Dataset entries
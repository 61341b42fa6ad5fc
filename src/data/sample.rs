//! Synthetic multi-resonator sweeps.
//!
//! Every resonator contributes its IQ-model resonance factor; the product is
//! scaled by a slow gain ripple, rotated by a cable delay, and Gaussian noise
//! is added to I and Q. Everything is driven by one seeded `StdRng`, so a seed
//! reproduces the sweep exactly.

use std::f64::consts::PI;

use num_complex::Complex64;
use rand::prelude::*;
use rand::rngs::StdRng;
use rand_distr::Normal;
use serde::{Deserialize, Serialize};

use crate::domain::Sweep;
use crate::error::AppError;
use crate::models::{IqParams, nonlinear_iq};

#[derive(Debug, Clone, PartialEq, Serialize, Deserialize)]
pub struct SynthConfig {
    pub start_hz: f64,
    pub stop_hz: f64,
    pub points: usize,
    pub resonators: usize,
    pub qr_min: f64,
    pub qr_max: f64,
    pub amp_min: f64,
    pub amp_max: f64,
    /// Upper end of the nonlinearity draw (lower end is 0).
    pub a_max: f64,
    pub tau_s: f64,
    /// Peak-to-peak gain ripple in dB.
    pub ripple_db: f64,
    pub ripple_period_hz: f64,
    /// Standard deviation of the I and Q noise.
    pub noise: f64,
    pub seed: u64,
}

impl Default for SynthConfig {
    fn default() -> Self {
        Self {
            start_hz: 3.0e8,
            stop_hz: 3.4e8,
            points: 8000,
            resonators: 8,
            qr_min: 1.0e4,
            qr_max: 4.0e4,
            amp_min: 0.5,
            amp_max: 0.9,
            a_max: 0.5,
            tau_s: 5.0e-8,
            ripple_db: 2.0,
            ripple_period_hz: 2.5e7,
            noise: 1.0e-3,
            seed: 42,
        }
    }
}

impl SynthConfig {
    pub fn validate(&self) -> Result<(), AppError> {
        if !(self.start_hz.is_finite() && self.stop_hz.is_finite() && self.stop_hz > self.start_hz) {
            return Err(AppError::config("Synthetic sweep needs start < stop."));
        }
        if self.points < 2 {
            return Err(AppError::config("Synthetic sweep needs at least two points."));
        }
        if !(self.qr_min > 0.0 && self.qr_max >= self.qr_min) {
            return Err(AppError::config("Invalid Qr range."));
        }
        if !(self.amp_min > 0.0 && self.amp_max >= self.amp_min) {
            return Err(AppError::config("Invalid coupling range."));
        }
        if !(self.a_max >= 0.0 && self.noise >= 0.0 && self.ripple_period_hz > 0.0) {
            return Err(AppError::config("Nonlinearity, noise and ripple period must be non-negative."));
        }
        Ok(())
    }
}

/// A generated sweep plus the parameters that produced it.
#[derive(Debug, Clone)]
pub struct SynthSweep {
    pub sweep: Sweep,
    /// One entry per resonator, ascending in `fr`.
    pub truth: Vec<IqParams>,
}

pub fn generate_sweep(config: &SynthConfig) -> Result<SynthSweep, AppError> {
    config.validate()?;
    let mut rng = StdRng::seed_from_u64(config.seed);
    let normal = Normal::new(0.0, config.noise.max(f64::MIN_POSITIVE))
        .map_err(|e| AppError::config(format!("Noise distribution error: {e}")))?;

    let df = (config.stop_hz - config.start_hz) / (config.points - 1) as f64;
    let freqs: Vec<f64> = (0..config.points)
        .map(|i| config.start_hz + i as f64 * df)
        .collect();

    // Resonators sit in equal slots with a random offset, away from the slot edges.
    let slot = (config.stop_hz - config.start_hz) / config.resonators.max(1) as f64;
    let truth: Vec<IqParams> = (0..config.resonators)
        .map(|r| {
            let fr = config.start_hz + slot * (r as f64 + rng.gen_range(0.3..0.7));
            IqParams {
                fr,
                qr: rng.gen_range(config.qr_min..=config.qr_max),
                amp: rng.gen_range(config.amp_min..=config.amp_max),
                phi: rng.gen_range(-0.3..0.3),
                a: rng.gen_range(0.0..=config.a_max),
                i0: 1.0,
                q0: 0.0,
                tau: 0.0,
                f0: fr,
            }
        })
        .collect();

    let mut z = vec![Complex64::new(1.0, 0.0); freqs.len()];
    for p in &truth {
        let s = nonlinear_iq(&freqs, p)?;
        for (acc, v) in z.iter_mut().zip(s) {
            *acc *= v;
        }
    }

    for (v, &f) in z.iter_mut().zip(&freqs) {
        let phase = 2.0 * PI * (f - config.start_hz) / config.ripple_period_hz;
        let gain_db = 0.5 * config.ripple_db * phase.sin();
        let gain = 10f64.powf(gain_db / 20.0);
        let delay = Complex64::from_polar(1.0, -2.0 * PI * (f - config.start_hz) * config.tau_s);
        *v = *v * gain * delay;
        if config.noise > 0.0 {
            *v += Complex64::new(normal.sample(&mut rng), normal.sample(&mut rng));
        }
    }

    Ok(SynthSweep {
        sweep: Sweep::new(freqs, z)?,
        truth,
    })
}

__Problem to solve__. Using the entries above, return exactly the lines from the line with "let freqs: Vec<f64> = (0..config.points)" to the line with "let s = nonlinear_iq(&freqs, p)?;", counting both of those lines.

__Exercise solution__.
    let freqs: Vec<f64> = (0..config.points)
        .map(|i| config.start_hz + i as f64 * df)
        .collect();

    // Resonators sit in equal slots with a random offset, away from the slot edges.
    let slot = (config.stop_hz - config.start_hz) / config.resonators.max(1) as f64;
    let truth: Vec<IqParams> = (0..config.resonators)
        .map(|r| {
            let fr = config.start_hz + slot * (r as f64 + rng.gen_range(0.3..0.7));
            IqParams {
                fr,
                qr: rng.gen_range(config.qr_min..=config.qr_max),
                amp: rng.gen_range(config.amp_min..=config.amp_max),
                phi: rng.gen_range(-0.3..0.3),
                a: rng.gen_range(0.0..=config.a_max),
                i0: 1.0,
                q0: 0.0,
                tau: 0.0,
                f0: fr,
            }
        })
        .collect();

    let mut z = vec![Complex64::new(1.0, 0.0); freqs.len()];
    for p in &truth {
        let s = nonlinear_iq(&freqs, p)?;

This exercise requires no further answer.